Our final Phase 2 BVS3D findings were school-specific. These findings emerged from classroom-based action research efforts that also helped target and focus the more rigorous Phase 3 evaluation being planned.
High school classrooms
Two interesting findings emerged from our high school action research efforts, which were characterized by much more aggressive data collection efforts:
- Using a 3D lesson (the only variable changed in the instruction) in AP biology classes, our lead teacher saw a small achievement bump of 11% in the essay component of an AP Biology unit test on cell parts and active/passive transport (as compared with historical performance levels).
- A 76% favorable survey rating by students, indicating their preference for 3D learning over traditional learning experiences.
Middle school classrooms
Again, our pilot middle school received its equipment later in the project cycle. As a result, at this stage we only received anecdotal comments that the students were really “excited about it” and “understood [classroom] concepts better.” This middle school fully participated in Phase 3 of the case study, so concrete results will be forthcoming in late June or July.

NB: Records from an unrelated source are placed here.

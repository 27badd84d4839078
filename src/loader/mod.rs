// Document loading
// Walks a folder and turns every supported file into a `Document`


use std::fmt;
use std::fs;
use std::panic::{self, AssertUnwindSafe};
use std::path::{Path, PathBuf};

use tracing::{debug, info, warn};
use walkdir::WalkDir;

use crate::{RagError, Result};

/// Separator placed between consecutive PDF pages
const PAGE_SEPARATOR: &str = "\n\n";

/// A loaded source file
#[derive(Debug, Clone, PartialEq, Eq)]
pub struct Document {
    pub source_id: String,
    pub raw_text: String,
    pub metadata: DocumentMetadata,
}

#[derive(Debug, Clone, PartialEq, Eq)]
pub struct DocumentMetadata {
    pub kind: SourceKind,
    /// Size of the file on disk
    pub byte_len: u64,
}

#[derive(Debug, Clone, Copy, PartialEq, Eq)]
pub enum SourceKind {
    Text {
        format: TextFormat,
        encoding: &'static str,
    },
    Pdf {
        pages: usize,
    },
}

#[derive(Debug, Clone, Copy, PartialEq, Eq)]
pub enum TextFormat {
    Plain,
    Markdown,
}

/// Recognized file classes, keyed by extension
#[derive(Debug, Clone, Copy, PartialEq, Eq)]
enum FileClass {
    Text(TextFormat),
    Pdf,
}

impl FileClass {
    fn from_path(path: &Path) -> Option<Self> {
        let ext = path.extension()?.to_str()?;
        if ext.eq_ignore_ascii_case("txt") {
            Some(Self::Text(TextFormat::Plain))
        } else if ext.eq_ignore_ascii_case("md") || ext.eq_ignore_ascii_case("markdown") {
            Some(Self::Text(TextFormat::Markdown))
        } else if ext.eq_ignore_ascii_case("pdf") {
            Some(Self::Pdf)
        } else {
            None
        }
    }
}

/// A file that could not be loaded
#[derive(Debug, Clone, PartialEq, Eq)]
pub struct IngestionFailure {
    pub path: PathBuf,
    pub reason: String,
}

impl fmt::Display for IngestionFailure {
    #[inline]
    fn fmt(&self, f: &mut fmt::Formatter<'_>) -> fmt::Result {
        write!(f, "{}: {}", self.path.display(), self.reason)
    }
}

impl From<IngestionFailure> for RagError {
    #[inline]
    fn from(failure: IngestionFailure) -> Self {
        Self::Ingestion {
            path: failure.path,
            reason: failure.reason,
        }
    }
}

/// Outcome of loading a folder: every document that loaded plus every file that did not
#[derive(Debug, Default)]
pub struct LoadReport {
    pub documents: Vec<Document>,
    pub failures: Vec<IngestionFailure>,
}

impl LoadReport {
    #[inline]
    pub fn is_empty(&self) -> bool {
        self.documents.is_empty()
    }

    #[inline]
    pub fn len(&self) -> usize {
        self.documents.len()
    }
}

/// Load every supported document below `root`, recursively.
///
/// Files are visited in path order so repeated loads produce the same sequence.
/// A file that fails to load is recorded in the report and skipped.
#[inline]
pub fn load_documents(root: &Path) -> LoadReport {
    let mut report = LoadReport::default();

    if !root.is_dir() {
        warn!("Document folder {} does not exist", root.display());
        report.failures.push(IngestionFailure {
            path: root.to_path_buf(),
            reason: "not a readable directory".to_string(),
        });
        return report;
    }

    for entry in WalkDir::new(root).sort_by_file_name() {
        let entry = match entry {
            Ok(entry) => entry,
            Err(e) => {
                let path = e.path().unwrap_or(root).to_path_buf();
                warn!("Failed to read {}: {}", path.display(), e);
                report.failures.push(IngestionFailure {
                    path,
                    reason: e.to_string(),
                });
                continue;
            }
        };

        if !entry.file_type().is_file() {
            continue;
        }

        let path = entry.path();
        let Some(class) = FileClass::from_path(path) else {
            debug!("Skipping unsupported file {}", path.display());
            continue;
        };

        match load_file(path, class) {
            Ok(document) => {
                debug!(
                    "Loaded {} ({} chars)",
                    document.source_id,
                    document.raw_text.len()
                );
                report.documents.push(document);
            }
            Err(failure) => {
                warn!("Failed to load {}", failure);
                report.failures.push(failure);
            }
        }
    }

    info!(
        "Loaded {} documents from {} ({} failed)",
        report.documents.len(),
        root.display(),
        report.failures.len()
    );

    report
}

/// Load a single file, picking the decoder from its extension
#[inline]
pub fn load_document(path: &Path) -> Result<Document> {
    let class = FileClass::from_path(path).ok_or_else(|| RagError::Ingestion {
        path: path.to_path_buf(),
        reason: "unsupported file extension".to_string(),
    })?;
    load_file(path, class).map_err(RagError::from)
}

fn load_file(path: &Path, class: FileClass) -> std::result::Result<Document, IngestionFailure> {
    let fail = |reason: String| IngestionFailure {
        path: path.to_path_buf(),
        reason,
    };

    let bytes = fs::read(path).map_err(|e| fail(e.to_string()))?;
    let byte_len = bytes.len() as u64;

    let (raw_text, kind) = match class {
        FileClass::Text(format) => {
            let text = String::from_utf8(bytes)
                .map_err(|e| fail(format!("not valid UTF-8: {}", e.utf8_error())))?;
            (
                text,
                SourceKind::Text {
                    format,
                    encoding: "utf-8",
                },
            )
        }
        FileClass::Pdf => {
            let pages = extract_pdf_pages(&bytes).map_err(fail)?;
            let count = pages.len();
            (pages.join(PAGE_SEPARATOR), SourceKind::Pdf { pages: count })
        }
    };

    Ok(Document {
        source_id: path.display().to_string(),
        raw_text,
        metadata: DocumentMetadata { kind, byte_len },
    })
}

/// Decode a PDF page by page.
///
/// The decoder can panic on malformed input; that is reported as a failure of this file.
fn extract_pdf_pages(bytes: &[u8]) -> std::result::Result<Vec<String>, String> {
    panic::catch_unwind(AssertUnwindSafe(|| {
        pdf_extract::extract_text_from_mem_by_pages(bytes)
    }))
    .map_err(|_| "PDF decoder panicked".to_string())?
    .map_err(|e| format!("PDF extraction failed: {:?}", e))
}
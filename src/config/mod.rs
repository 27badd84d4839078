// Configuration management module
// TOML settings, environment overrides and the interactive setup wizard

pub mod interactive;
pub mod settings;

pub use interactive::{run_interactive_config, show_config};
pub use settings::{
    AssistantConfig, Config, ConfigError, GenerationConfig, OllamaConfig, PathsConfig,
    RetrievalConfig,
};

/// Get the configuration directory path
#[inline]
pub fn get_config_dir() -> Result<std::path::PathBuf, ConfigError> {
    Config::config_dir()
}
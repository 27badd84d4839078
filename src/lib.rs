use std::path::PathBuf;

use thiserror::Error;

pub type Result<T> = std::result::Result<T, RagError>;

#[derive(Error, Debug)]
pub enum RagError {
    #[error("Configuration error: {0}")]
    Config(String),

    #[error("Failed to ingest {}: {reason}", .path.display())]
    Ingestion { path: PathBuf, reason: String },

    #[error("No documents found in {}. Add .txt, .md, or .pdf files", .0.display())]
    EmptyCorpus(PathBuf),

    #[error("Cannot build an index from an empty chunk set")]
    EmptyInput,

    #[error("No persisted index found at {}", .0.display())]
    IndexNotFound(PathBuf),

    #[error("An index already exists at {}; reset it before rebuilding", .0.display())]
    IndexExists(PathBuf),

    #[error("Index location {} is locked by another build", .0.display())]
    IndexLocked(PathBuf),

    #[error("Index storage error: {0}")]
    Storage(String),

    #[error("Embedding error: {0}")]
    Embedding(String),

    #[error("Retrieval error: {0}")]
    Retrieval(String),

    #[error("Generation error: {0}")]
    Generation(String),

    #[error("Invalid question: {0}")]
    Validation(String),

    #[error("Invalid input: {0}")]
    InvalidInput(String),

    #[error("IO error: {0}")]
    Io(#[from] std::io::Error),

    #[error("Other error: {0}")]
    Other(#[from] anyhow::Error),
}

pub mod app;
pub mod commands;
pub mod config;
pub mod embeddings;
pub mod index;
pub mod loader;
pub mod rag;
pub mod scrub;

Elementary school classrooms
At the elementary school level, the use of stereoscopic 3D in three 4th grade classrooms was extremely limited due to the lack of educational content for lower grade levels. Still, using some very appropriate 3D math simulations, two interesting findings emerged:
- 3D lessons in math can be easily and successfully conducted simultaneously with desk-based, hands-on activities and manipulatives. (For example, students replicated visual lessons with acetate sheets at their desks, as teachers manipulated the 3D imagery on the screen. Also, 3D in-hand replicas of 3D screen imagery were manipulated simultaneously at student desks.) It was felt that 3D instruction was even more effective with these activities, than without them.
- Preliminary evidence revealed that 3D lessons may indeed have a positive impact on reducing stubborn achievement gap problems: historically struggling students experienced two-and-a-half times the gains on informal post-test measures than other students.